Finalmente, ITER busca demostrar que la energía por fusión nuclear es segura. Desde que el proyecto obtuvo la licencia de operación nuclear por parte de Francia, en 2012, se ha sometido a examinaciones de todo tipo, incluidas la de seguridad en el manejo del plasma, de las reacciones que ocurren ahí, y de las consecuencias al ambiente que podría traer el manejo de esta planta. Sin embargo, los problemas no se han hecho esperar. Como ya se mencionó, el dinero inyectado al proyecto por cada país ha sido un dolor de cabeza. Mientras que la Unión Europea ha tenido que absorber el 45% de los gastos, cada uno de los otros países es responsable de un 9%, aunque lo que cada uno pague por obtener su parte del trabajo no se revelará. Esto ha traído, en consecuencia, problemas con el desarrollo de la investigación: aquellos que se han apegado al calendario original para entregar su contribución en el trabajo están en desacuerdo con el aumento de los costos y, obviamente, con los cambios en las fechas establecidas.
Con todo esto, ITER plantea la posibilidad de estudiar grandes cantidades de plasmas en las condiciones que, se espera, estarán en las plantas nucleares de un futuro no muy lejano. Será un laboratorio gigante que permitirá hacer pruebas de calor, de control, de diagnóstico y de mantenimiento remoto de manera que los científicos tengan la posibilidad de generar la teoría para estandarizar la técnica. Aún tendremos que esperar un par de años para conocer el desenlace de esta historia y de las posibilidades para nuestro consumo de energía.
Fuentes:
Clery, D. (2015) ITER fusion project to take at least 6 years longer than planned. Science. [En línea] Disponible en: http://bit.ly/1UfIVPJ (Revisado el 2 de junio de 2016).
Coren, M. (2016) Germany had so much renewable energy on Sunday that it had to pay people to use electricity. Quartz. [En línea] Disponible en: http://bit.ly/1Y9EYNJ (Revisado el 1 de junio de 2016).
ITER (2016) https://www.iter.org/ (Revisada el 2 de junio de 2016).
Martín, J. (2016) Portugal funciona cuatro días con agua, viento y sol.
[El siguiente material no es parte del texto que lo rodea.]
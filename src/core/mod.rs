pub mod arith;
pub mod convert;
pub mod market;
pub mod preprocess;

pub use crate::domain::model::{TimeOfDay, TimestampFormat};
pub use crate::domain::ports::RawNumber;
pub use crate::utils::error::Result;
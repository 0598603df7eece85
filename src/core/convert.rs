//! Raw TAQ timestamps to [`TimeOfDay`].
//!
//! Every conversion has a `try_` form that reports why it failed and a plain
//! form that logs the failure at debug level and returns `None`.

use crate::domain::model::{TimeOfDay, TimestampFormat};
use crate::domain::ports::RawNumber;
use crate::utils::error::{Result, TaqError};

const MILLIS_PER_SECOND: i64 = 1_000;

/// Parses `value` as a float and truncates it toward zero.
pub fn try_coerce_float_to_int(value: impl RawNumber) -> Result<i64> {
    let number = value
        .to_f64()
        .ok_or_else(|| TaqError::parse(value.raw_text(), "not a number"))?;

    if !number.is_finite() {
        return Err(TaqError::parse(value.raw_text(), "not a finite number"));
    }

    let truncated = number.trunc();
    // i64::MAX as f64 rounds up to 2^63, which is already out of range
    if truncated < i64::MIN as f64 || truncated >= i64::MAX as f64 {
        return Err(TaqError::parse(value.raw_text(), "out of integer range"));
    }

    Ok(truncated as i64)
}

/// `"2.99"` becomes `2`, `"-2.99"` becomes `-2`.
pub fn coerce_float_to_int(value: impl RawNumber) -> Option<i64> {
    try_coerce_float_to_int(value)
        .inspect_err(|e| tracing::debug!("float coercion failed: {}", e))
        .ok()
}

pub fn try_parse_millis_of_day(ms: impl RawNumber) -> Result<TimeOfDay> {
    let ms = try_coerce_float_to_int(ms)?;
    // floor(ms / 3_600_000) mod 24 etc. reduce to whole seconds mod one day
    Ok(TimeOfDay::from_seconds_of_day(ms.div_euclid(MILLIS_PER_SECOND)))
}

/// Milliseconds since midnight to a time of day. Partial seconds are
/// dropped and values past 24h wrap around.
pub fn parse_millis_of_day(ms: impl RawNumber) -> Option<TimeOfDay> {
    try_parse_millis_of_day(ms)
        .inspect_err(|e| tracing::debug!("millis-of-day conversion failed: {}", e))
        .ok()
}

pub fn try_parse_seconds_of_day(sec: impl RawNumber) -> Result<TimeOfDay> {
    let sec = try_coerce_float_to_int(sec)?;
    Ok(TimeOfDay::from_seconds_of_day(sec))
}

/// Seconds since midnight to a time of day; `90000` becomes `01:00:00`.
pub fn parse_seconds_of_day(sec: impl RawNumber) -> Option<TimeOfDay> {
    try_parse_seconds_of_day(sec)
        .inspect_err(|e| tracing::debug!("seconds-of-day conversion failed: {}", e))
        .ok()
}

pub fn try_parse_time_string(text: &str) -> Result<TimeOfDay> {
    text.parse()
}

/// Strict `HH:MM:SS`. Anything else, including `9:30` or a fractional
/// second, yields `None`.
pub fn parse_time_string(text: &str) -> Option<TimeOfDay> {
    try_parse_time_string(text)
        .inspect_err(|e| tracing::debug!("time string conversion failed: {}", e))
        .ok()
}

impl TimestampFormat {
    /// Converts one raw field according to this encoding.
    pub fn parse(&self, raw: &str) -> Result<TimeOfDay> {
        match self {
            TimestampFormat::Millis => try_parse_millis_of_day(raw),
            TimestampFormat::Seconds => try_parse_seconds_of_day(raw),
            TimestampFormat::Text => try_parse_time_string(raw),
        }
    }
}
use crate::utils::error::TaqError;
use chrono::{NaiveTime, TimeDelta, Timelike};
use once_cell::sync::Lazy;
use regex::Regex;
use serde::{Deserialize, Serialize};
use std::fmt;
use std::str::FromStr;

pub const SECONDS_PER_DAY: i64 = 86_400;

static HMS_PATTERN: Lazy<Regex> = Lazy::new(|| {
    Regex::new(r"^([0-9]{2}):([0-9]{2}):([0-9]{2})$").expect("HH:MM:SS pattern is valid")
});

/// Wall-clock time with whole-second precision, `00:00:00` through `23:59:59`.
///
/// Carries no date. Arithmetic wraps around midnight instead of rolling a day
/// counter, and the sub-second part of the wrapped `NaiveTime` is always zero.
#[derive(Debug, Clone, Copy, PartialEq, Eq, PartialOrd, Ord, Hash, Serialize, Deserialize)]
#[serde(try_from = "String", into = "String")]
pub struct TimeOfDay(NaiveTime);

impl TimeOfDay {
    pub const MIDNIGHT: TimeOfDay = TimeOfDay(NaiveTime::MIN);

    /// `None` unless `hour < 24`, `minute < 60` and `second < 60`.
    pub const fn from_hms(hour: u32, minute: u32, second: u32) -> Option<Self> {
        match NaiveTime::from_hms_opt(hour, minute, second) {
            Some(time) => Some(TimeOfDay(time)),
            None => None,
        }
    }

    /// Builds the time `seconds` after midnight, wrapping modulo one day.
    /// Negative values count back from the following midnight.
    pub fn from_seconds_of_day(seconds: i64) -> Self {
        let wrapped = TimeDelta::seconds(seconds.rem_euclid(SECONDS_PER_DAY));
        TimeOfDay(NaiveTime::MIN.overflowing_add_signed(wrapped).0)
    }

    pub fn hour(&self) -> u32 {
        self.0.hour()
    }

    pub fn minute(&self) -> u32 {
        self.0.minute()
    }

    pub fn second(&self) -> u32 {
        self.0.second()
    }

    pub fn seconds_from_midnight(&self) -> u32 {
        self.0.num_seconds_from_midnight()
    }

    pub fn as_naive_time(&self) -> NaiveTime {
        self.0
    }

    /// Signed offset from `earlier` to `self` on the same day.
    pub fn signed_seconds_since(&self, earlier: TimeOfDay) -> i64 {
        self.0.signed_duration_since(earlier.0).num_seconds()
    }

    /// Moves the clock by `seconds`, discarding whole days.
    pub fn wrapping_add_seconds(&self, seconds: i64) -> Self {
        let offset = TimeDelta::seconds(seconds.rem_euclid(SECONDS_PER_DAY));
        TimeOfDay(self.0.overflowing_add_signed(offset).0)
    }
}

impl From<NaiveTime> for TimeOfDay {
    /// Truncates fractional (and leap) seconds.
    fn from(time: NaiveTime) -> Self {
        TimeOfDay::from_seconds_of_day(i64::from(time.num_seconds_from_midnight()))
    }
}

impl From<TimeOfDay> for NaiveTime {
    fn from(time: TimeOfDay) -> Self {
        time.0
    }
}

impl fmt::Display for TimeOfDay {
    fn fmt(&self, f: &mut fmt::Formatter<'_>) -> fmt::Result {
        write!(f, "{}", self.0.format("%H:%M:%S"))
    }
}

impl FromStr for TimeOfDay {
    type Err = TaqError;

    /// Accepts exactly `HH:MM:SS`, zero padded, 24-hour clock.
    fn from_str(text: &str) -> Result<Self, Self::Err> {
        let caps = HMS_PATTERN
            .captures(text)
            .ok_or_else(|| TaqError::parse(text, "expected HH:MM:SS"))?;

        // 兩位數字必定可解析
        let field = |i: usize| caps[i].parse::<u32>().unwrap_or(u32::MAX);

        TimeOfDay::from_hms(field(1), field(2), field(3))
            .ok_or_else(|| TaqError::parse(text, "hour, minute or second out of range"))
    }
}

impl TryFrom<String> for TimeOfDay {
    type Error = TaqError;

    fn try_from(text: String) -> Result<Self, Self::Error> {
        text.parse()
    }
}

impl From<TimeOfDay> for String {
    fn from(time: TimeOfDay) -> Self {
        time.to_string()
    }
}

/// How a raw timestamp column is encoded.
#[derive(Debug, Clone, Copy, PartialEq, Eq, Default, Serialize, Deserialize)]
#[cfg_attr(feature = "cli", derive(clap::ValueEnum))]
#[serde(rename_all = "lowercase")]
pub enum TimestampFormat {
    /// Milliseconds since midnight
    #[serde(alias = "ms")]
    Millis,
    /// Seconds since midnight
    #[serde(alias = "s")]
    Seconds,
    /// `HH:MM:SS`
    #[default]
    #[serde(rename = "string", alias = "text")]
    #[cfg_attr(feature = "cli", value(name = "string", alias = "text"))]
    Text,
}

impl fmt::Display for TimestampFormat {
    fn fmt(&self, f: &mut fmt::Formatter<'_>) -> fmt::Result {
        let name = match self {
            TimestampFormat::Millis => "millis",
            TimestampFormat::Seconds => "seconds",
            TimestampFormat::Text => "string",
        };
        f.write_str(name)
    }
}

#[cfg(test)]
mod tests {
    use super::*;

    fn hms(h: u32, m: u32, s: u32) -> TimeOfDay {
        TimeOfDay::from_hms(h, m, s).unwrap()
    }

    #[test]
    fn test_from_hms_bounds() {
        assert!(TimeOfDay::from_hms(23, 59, 59).is_some());
        assert!(TimeOfDay::from_hms(24, 0, 0).is_none());
        assert!(TimeOfDay::from_hms(12, 60, 0).is_none());
        assert!(TimeOfDay::from_hms(12, 0, 60).is_none());
    }

    #[test]
    fn test_from_seconds_of_day_wraps() {
        assert_eq!(TimeOfDay::from_seconds_of_day(0), TimeOfDay::MIDNIGHT);
        assert_eq!(TimeOfDay::from_seconds_of_day(3723), hms(1, 2, 3));
        assert_eq!(TimeOfDay::from_seconds_of_day(86_400), TimeOfDay::MIDNIGHT);
        assert_eq!(TimeOfDay::from_seconds_of_day(-1), hms(23, 59, 59));
        assert!(TimeOfDay::from_seconds_of_day(i64::MIN).seconds_from_midnight() < 86_400);
    }

    #[test]
    fn test_display_is_zero_padded() {
        assert_eq!(hms(9, 5, 7).to_string(), "09:05:07");
        assert_eq!(TimeOfDay::MIDNIGHT.to_string(), "00:00:00");
    }

    #[test]
    fn test_from_str_is_strict() {
        assert_eq!("09:30:00".parse::<TimeOfDay>().unwrap(), hms(9, 30, 0));
        assert!("9:30:00".parse::<TimeOfDay>().is_err());
        assert!("09:30".parse::<TimeOfDay>().is_err());
        assert!("09:30:00.5".parse::<TimeOfDay>().is_err());
        assert!(" 09:30:00".parse::<TimeOfDay>().is_err());
        assert!("24:00:00".parse::<TimeOfDay>().is_err());
        assert!("23:59:60".parse::<TimeOfDay>().is_err());
    }

    #[test]
    fn test_from_naive_time_truncates_fraction() {
        let naive = NaiveTime::from_hms_milli_opt(10, 0, 1, 999).unwrap();
        assert_eq!(TimeOfDay::from(naive), hms(10, 0, 1));
    }

    #[test]
    fn test_serde_uses_canonical_string() {
        let json = serde_json::to_string(&hms(16, 0, 0)).unwrap();
        assert_eq!(json, "\"16:00:00\"");
        let back: TimeOfDay = serde_json::from_str(&json).unwrap();
        assert_eq!(back, hms(16, 0, 0));
        assert!(serde_json::from_str::<TimeOfDay>("\"4pm\"").is_err());
    }

    #[test]
    fn test_timestamp_format_names() {
        let fmt: TimestampFormat = serde_json::from_str("\"ms\"").unwrap();
        assert_eq!(fmt, TimestampFormat::Millis);
        let fmt: TimestampFormat = serde_json::from_str("\"string\"").unwrap();
        assert_eq!(fmt, TimestampFormat::Text);
        assert_eq!(TimestampFormat::Seconds.to_string(), "seconds");
        assert_eq!(TimestampFormat::default(), TimestampFormat::Text);
    }
}
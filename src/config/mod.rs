pub mod toml_config;

#[cfg(feature = "cli")]
pub use cli::CliConfig;

#[cfg(feature = "cli")]
mod cli {
    use super::toml_config::PrepConfig;
    use crate::domain::model::{TimeOfDay, TimestampFormat};
    use crate::utils::error::Result;
    use clap::Parser;
    use std::path::PathBuf;

    #[derive(Debug, Clone, Parser)]
    #[command(name = "taq-time")]
    #[command(about = "Normalize TAQ timestamps and filter by market hours")]
    pub struct CliConfig {
        /// Input CSV file (stdin when omitted)
        #[arg(short, long)]
        pub input: Option<PathBuf>,

        /// Output CSV file (stdout when omitted)
        #[arg(short, long)]
        pub output: Option<PathBuf>,

        /// Path to TOML configuration file
        #[arg(short, long)]
        pub config: Option<PathBuf>,

        #[arg(long, help = "Name of the timestamp column")]
        pub time_column: Option<String>,

        #[arg(long, value_enum, help = "Encoding of the timestamp column")]
        pub format: Option<TimestampFormat>,

        #[arg(long, help = "Single-character field delimiter")]
        pub delimiter: Option<String>,

        #[arg(long, help = "Drop rows outside market hours")]
        pub market_hours_only: bool,

        #[arg(long, help = "Market open, HH:MM:SS")]
        pub open: Option<TimeOfDay>,

        #[arg(long, help = "Market close, HH:MM:SS")]
        pub close: Option<TimeOfDay>,

        #[arg(short, long, help = "Enable verbose output")]
        pub verbose: bool,
    }

    impl CliConfig {
        /// 載入設定檔 (若有) 並套用命令列覆蓋設定
        pub fn resolve(&self) -> Result<PrepConfig> {
            let mut config = match &self.config {
                Some(path) => PrepConfig::from_file(path)?,
                None => PrepConfig::default(),
            };
            self.apply_overrides(&mut config);
            Ok(config)
        }

        pub fn apply_overrides(&self, config: &mut PrepConfig) {
            if let Some(column) = &self.time_column {
                config.input.time_column = column.clone();
            }
            if let Some(format) = self.format {
                config.input.format = format;
            }
            if let Some(delimiter) = &self.delimiter {
                config.input.delimiter = delimiter.clone();
            }
            if self.market_hours_only {
                config.output.market_hours_only = true;
            }
            if let Some(open) = self.open {
                config.market.open = open;
            }
            if let Some(close) = self.close {
                config.market.close = close;
            }
        }
    }

}
use crate::config::toml_config::PrepConfig;
use crate::core::market::MarketHours;
use crate::domain::model::TimestampFormat;
use crate::utils::error::{Result, TaqError};
use csv::{ReaderBuilder, StringRecord, WriterBuilder};
use std::io::{Read, Write};

#[derive(Debug, Clone, Copy, Default, PartialEq, Eq)]
pub struct PreprocessStats {
    pub total: usize,
    pub written: usize,
    pub rejected: usize,
    pub outside_hours: usize,
}

/// Normalizes the time column of a delimited TAQ export to `HH:MM:SS`,
/// optionally dropping rows outside the trading session.
#[derive(Debug, Clone)]
pub struct TaqPreprocessor {
    time_column: String,
    format: TimestampFormat,
    delimiter: u8,
    market_hours: Option<MarketHours>,
}

impl TaqPreprocessor {
    pub fn new(time_column: impl Into<String>, format: TimestampFormat) -> Self {
        Self {
            time_column: time_column.into(),
            format,
            delimiter: b',',
            market_hours: None,
        }
    }

    pub fn from_config(config: &PrepConfig) -> Result<Self> {
        let mut preprocessor = Self::new(config.input.time_column.clone(), config.input.format)
            .with_delimiter(config.delimiter_byte()?);

        if config.output.market_hours_only {
            preprocessor = preprocessor.with_market_filter(config.market_hours()?);
        }

        Ok(preprocessor)
    }

    pub fn with_delimiter(mut self, delimiter: u8) -> Self {
        self.delimiter = delimiter;
        self
    }

    pub fn with_market_filter(mut self, hours: MarketHours) -> Self {
        self.market_hours = Some(hours);
        self
    }

    pub fn process<R: Read, W: Write>(&self, reader: R, writer: W) -> Result<PreprocessStats> {
        let mut reader = ReaderBuilder::new()
            .delimiter(self.delimiter)
            .flexible(true)
            .from_reader(reader);
        let mut writer = WriterBuilder::new()
            .delimiter(self.delimiter)
            .flexible(true)
            .from_writer(writer);

        let headers = reader.headers()?.clone();
        let column = headers
            .iter()
            .position(|h| h.trim() == self.time_column)
            .ok_or_else(|| TaqError::MissingColumnError {
                column: self.time_column.clone(),
            })?;
        writer.write_record(&headers)?;

        tracing::debug!(
            "Normalizing column '{}' (#{}) as {}",
            self.time_column,
            column,
            self.format
        );

        let mut stats = PreprocessStats::default();
        let mut record = StringRecord::new();
        while reader.read_record(&mut record)? {
            stats.total += 1;
            let line = record.position().map(|p| p.line()).unwrap_or(0);

            let raw = match record.get(column) {
                Some(raw) => raw,
                None => {
                    tracing::warn!("Line {}: missing column '{}'", line, self.time_column);
                    stats.rejected += 1;
                    continue;
                }
            };

            let time = match self.format.parse(raw) {
                Ok(time) => time,
                Err(e) if !e.is_recoverable() => return Err(e),
                Err(e) => {
                    tracing::warn!("Line {}: {}", line, e);
                    stats.rejected += 1;
                    continue;
                }
            };

            if let Some(hours) = &self.market_hours {
                if !hours.contains(time) {
                    tracing::debug!("Line {}: {} outside market hours", line, time);
                    stats.outside_hours += 1;
                    continue;
                }
            }

            let canonical = time.to_string();
            let normalized: StringRecord = record
                .iter()
                .enumerate()
                .map(|(i, field)| if i == column { canonical.as_str() } else { field })
                .collect();
            writer.write_record(&normalized)?;
            stats.written += 1;
        }

        writer.flush()?;

        tracing::info!(
            "Processed {} rows: {} written, {} rejected, {} outside market hours",
            stats.total,
            stats.written,
            stats.rejected,
            stats.outside_hours
        );

        Ok(stats)
    }
}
El país. [En línea] Disponible en: http://bit.ly/25MFyng (Revisado el 1 de junio de 2016).
Nelsen, A. (2015) Wind power generates 140% of Denmark’s electricity demand. The Guardian. [En línea] Disponible en: http://bit.ly/28kS9QJ (Revisado el 1 de junio de 2016).
Zero (2016) Consumo de electricidade em Portugal foi assegurado durante mais de 4 dias seguidos por fontes renováveis. Associaçao sistema terrestre sustentável. [En línea] Disponible en: http://bit.ly/1Y9F2gu (Revisado el 1 de junio de 2016).
1 Estados Unidos dejó el proyecto a finales de la década de los 90 por reconsideraciones con respecto a la pertinencia del proyecto. La Academia Nacional de Ciencias convocó a un panel de expertos en fusión nuclear, quienes hicieron la recomendación de re-integrarse al proyecto.